- Born: 8 September 1924 Rowlands Gill, County Durham
- Died: 28 December 2006 (aged 82) Westcott, Surrey
- Instruments: Trumpet, cornet
- Formerly of: Ivy Benson Band

= Gracie Cole =

British trumpeter and bandleader

Grace Elizabeth Agnes Annie Cole (8 September 1924 – 28 December 2006) was a British trumpeter and bandleader. She was lead soloist in Ivy Benson's all-girls band during the 1940s, going on to form her own all-female band in the 1950s.

==Early life==
Gracie Cole was born on 8 September 1924 in Rowlands Gill, County Durham. Her father Albert moved to Yorkshire in search of work as a miner when Gracie was two years old. Albert played cornet in colliery bands, and taught Gracie to play the cornet at the age of 12. Gracie played with local brass bands in her teens, including the Firbeck Colliery Band alongside her father. In 1939, aged 15, she made her first broadcast on BBC Radio for Children's Hour.

==Career==
From 1940, Cole appeared as a guest soloist in two concerts with the Besses o' th' Barn brass band, and played with various other bands including the Grimethorpe Colliery Band. In 1942 she became the first woman to compete for the Alexander Owen memorial scholarship, and won by an unprecedented 21-point margin.

Later in 1942, Cole switched to being a dance band trumpeter, initially joining Gloria Gaye's All Girls Band, who toured playing theatres and forces entertainment shows organised by the Entertainments National Service Association (ENSA). She then joined Rudy Starita's All-American band, entertaining American G.I.s. In November 1945 she joined Ivy Benson's band as lead trumpet and soloist, and toured with them for the next five years, headlining at variety theatres in Britain and touring Europe and the Middle East with ENSA. The band also featured on television and radio, including their own radio series Ladies Night, and on Christmas Day 1945, Cole was the featured soloist on a live broadcast from Hamburg immediately after the King's speech.

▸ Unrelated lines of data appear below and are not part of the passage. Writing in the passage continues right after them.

/// `scriptpro exec` command implementation
///
/// Runs a script file or inline source once, without a discovery pass.
use anyhow::Result;
use tracing::info;

use crate::cli::ExecArgs;
use crate::merger::MergedConfig;
use crate::script::{Dispatcher, InvocationRequest};

pub fn run(args: ExecArgs) -> Result<()> {
    let merged = MergedConfig::load(&args.common)?;
    let dispatcher = Dispatcher::new(&merged.config, &merged.base_dir)?;

    // `-p file=...`, `-p cache=false` and friends mean the same as in a payload
    let mut request = InvocationRequest::from_payload(super::params_payload(&args.invocation));
    if args.file.is_some() {
        request.file = args.file;
    }
    if args.source.is_some() {
        request.source = args.source;
    }
    if args.invocation.no_cache {
        request.cache = Some(false);
    }

    info!(
        operation = "exec",
        file = request.file.as_deref().unwrap_or(""),
        inline = request.source.is_some(),
        "running script"
    );

    let response = dispatcher.handle(request, !args.invocation.no_response)?;
    super::finish(response)
}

In 1951 she married Bill Geldard, a trombonist with the George Evans Band, and accepted an invitation to join the previously all-male band. After 18 months she and Geldard left to join the Squadronaires, the most influential big band of the time, where she was again the only woman. However, Cole found that the male prejudice she experienced there made life uncomfortable, and she left to form her own all-female band, which she fronted between 1952 and 1956. The band performed jazz and pop, and broadcast with guest singers including Cleo Laine. In 1958, Cole led an all-male band at Mecca Ballrooms.

From the 1960s, Cole concentrated on bringing up her two daughters and played on a freelance basis. She was active in encouraging local brass bands, and was made a freeman of the City of London in 1990.

==Later life==
Cole developed Alzheimer's disease towards the end of the 1990s. She died on 28 December 2006 in Westcott, Surrey aged 82.